Увидев, что Катя изо всех сил старается наверстать пропущенное за время болезни, Зубенко принялась занижать ей оценки по своему предмету, но этого ей показалось мало, она и других учителей просила это делать. Катя пожаловалась маме: мол, хорошо отвечала, а все равно тройка, и что только Надежда Степановна, учительница русского языка и литературы, не занижает ей оценки.

– Никто тебе ничего не занижает, учить надо лучше! – буркнула мама и пошла цветы поливать.

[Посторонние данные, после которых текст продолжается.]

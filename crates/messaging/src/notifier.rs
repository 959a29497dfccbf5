//! Order-status notifications.

use std::sync::Arc;

use async_trait::async_trait;
use common::{Money, OrderId, OrderStatus, UserId};
use store::Store;

use crate::bus::Message;
use crate::consumer::MessageHandler;
use crate::error::MessagingError;
use crate::events::OrderStatusEvent;
use crate::Result;

/// What a customer is told about their order.
#[derive(Debug, Clone, PartialEq, Eq)]
pub struct Notification {
    pub order_id: OrderId,
    pub user_id: UserId,
    pub status: OrderStatus,
    pub total_price: Money,
}

impl Notification {
    /// Short human-readable headline for the status.
    pub fn headline(&self) -> &'static str {
        match self.status {
            OrderStatus::Pending => "order received",
            OrderStatus::Completed => "order placed",
            OrderStatus::Canceled => "order canceled",
        }
    }
}

/// Delivers notifications to customers.
#[async_trait]
pub trait NotificationSink: Send + Sync {
    async fn deliver(&self, notification: &Notification) -> Result<()>;
}

/// Sink that writes notifications to the log.
#[derive(Debug, Clone, Copy, Default)]
pub struct LogSink;

#[async_trait]
impl NotificationSink for LogSink {
    async fn deliver(&self, notification: &Notification) -> Result<()> {
        tracing::info!(
            order_id = %notification.order_id,
            user_id = %notification.user_id,
            status = %notification.status,
            total_price = %notification.total_price,
            "{}",
            notification.headline()
        );
        Ok(())
    }
}

/// Handler that turns [`OrderStatusEvent`]s into [`Notification`]s.
///
/// The event only carries the order id and status; the recipient and the
/// amount are read from the store.
pub struct OrderStatusNotifier<S: Store> {
    store: S,
    sink: Arc<dyn NotificationSink>,
}

impl<S: Store> OrderStatusNotifier<S> {
    pub fn new(store: S, sink: Arc<dyn NotificationSink>) -> Self {
        Self { store, sink }
    }
}

#[async_trait]
impl<S: Store> MessageHandler for OrderStatusNotifier<S> {
    fn name(&self) -> &'static str {
        "order_status_notifier"
    }

    #[tracing::instrument(skip_all, fields(offset = message.offset))]
    async fn handle(&self, message: &Message) -> Result<()> {
        let event = OrderStatusEvent::from_bytes(&message.value)?;
        let order = self
            .store
            .get_order(event.order_id)
            .await?
            .ok_or(MessagingError::OrderNotFound(event.order_id))?;

        let notification = Notification {
            order_id: order.id,
            user_id: order.user_id,
            status: event.status,
            total_price: order.total_price,
        };
        self.sink.deliver(&notification).await?;
        metrics::counter!("notifications_sent_total", "status" => event.status.as_str())
            .increment(1);
        Ok(())
    }
}
use serde::{Deserialize, Serialize};

/// Money amount represented in cents to avoid floating point issues.
#[derive(
    Debug, Clone, Copy, PartialEq, Eq, PartialOrd, Ord, Hash, Default, Serialize, Deserialize,
)]
#[serde(transparent)]
pub struct Money {
    cents: i64,
}

impl Money {
    /// Creates a new Money amount from cents.
    pub fn from_cents(cents: i64) -> Self {
        Self { cents }
    }

    /// Returns zero money.
    pub fn zero() -> Self {
        Self { cents: 0 }
    }

    /// Returns the amount in cents.
    pub fn cents(&self) -> i64 {
        self.cents
    }

    /// Returns the whole-unit portion.
    pub fn dollars(&self) -> i64 {
        self.cents / 100
    }

    /// Returns the cents portion (remainder after dollars).
    pub fn cents_part(&self) -> i64 {
        self.cents.abs() % 100
    }

    /// Returns true if the amount is positive.
    pub fn is_positive(&self) -> bool {
        self.cents > 0
    }

    /// Multiplies by a quantity. Returns None on overflow.
    pub fn checked_multiply(&self, quantity: u32) -> Option<Money> {
        self.cents
            .checked_mul(i64::from(quantity))
            .map(Money::from_cents)
    }

    /// Adds two amounts. Returns None on overflow.
    pub fn checked_add(&self, rhs: Money) -> Option<Money> {
        self.cents.checked_add(rhs.cents).map(Money::from_cents)
    }
}

impl std::fmt::Display for Money {
    fn fmt(&self, f: &mut std::fmt::Formatter<'_>) -> std::fmt::Result {
        if self.cents < 0 {
            write!(f, "-{}.{:02}", self.dollars().abs(), self.cents_part())
        } else {
            write!(f, "{}.{:02}", self.dollars(), self.cents_part())
        }
    }
}

#[cfg(test)]
mod tests {
    use super::*;

    #[test]
    fn from_cents_splits_parts() {
        let money = Money::from_cents(1234);
        assert_eq!(money.cents(), 1234);
        assert_eq!(money.dollars(), 12);
        assert_eq!(money.cents_part(), 34);
    }

    #[test]
    fn display() {
        assert_eq!(Money::from_cents(2000).to_string(), "20.00");
        assert_eq!(Money::from_cents(5).to_string(), "0.05");
        assert_eq!(Money::from_cents(-1234).to_string(), "-12.34");
    }

    #[test]
    fn checked_arithmetic() {
        let unit = Money::from_cents(1000);
        assert_eq!(unit.checked_multiply(2), Some(Money::from_cents(2000)));
        assert_eq!(
            Money::from_cents(150).checked_add(Money::from_cents(250)),
            Some(Money::from_cents(400))
        );
    }

    #[test]
    fn checked_arithmetic_detects_overflow() {
        let huge = Money::from_cents(i64::MAX / 2);
        assert_eq!(huge.checked_multiply(3), None);
        assert_eq!(huge.checked_add(huge), Some(Money::from_cents(i64::MAX - 1)));
        assert_eq!(huge.checked_add(huge).and_then(|m| m.checked_add(huge)), None);
    }

    #[test]
    fn serializes_as_cents() {
        let json = serde_json::to_string(&Money::from_cents(999)).unwrap();
        assert_eq!(json, "999");
    }
}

Папе Катя не стала об этом рассказывать, пожалела – ему и так паршиво. После того как ему диагноз поставили – эпилепсия, он совсем сник, похудел… Она занималась до поздней ночи, повторяла уроки за завтраком, но по английскому, истории, математике, а вскоре и по другим предметам, кроме русской литературы и биологии, успеваемость ее твердо катилась вниз. Начались придирки к прическе – мол, «фост» носить нельзя, надо косу заплетать. К длине юбки – слишком короткая, а она была в самый раз, длиннее, чем у Матильды. В спортивной раздевалке девочки увидели, что один палец на Катиной ноге кривой – таким он был с рождения, и стали дразнить криволапой. Зубенко молчала и ухмылялась, ухмылялась и ее дочка, и тут, как на беду, в класс пришел новенький, Игорь, и дочка Зубенко по уши в него влюбилась. А Игорь влюбился в Катю, каждое утро ждал ее возле школьных ворот, после уроков провожал домой – в общем, все видели, что происходит. Приближался День вооруженных сил, надо было подарки готовить, и Катя спросила у папы:

– Как ты считаешь, что можно подарить Игорю?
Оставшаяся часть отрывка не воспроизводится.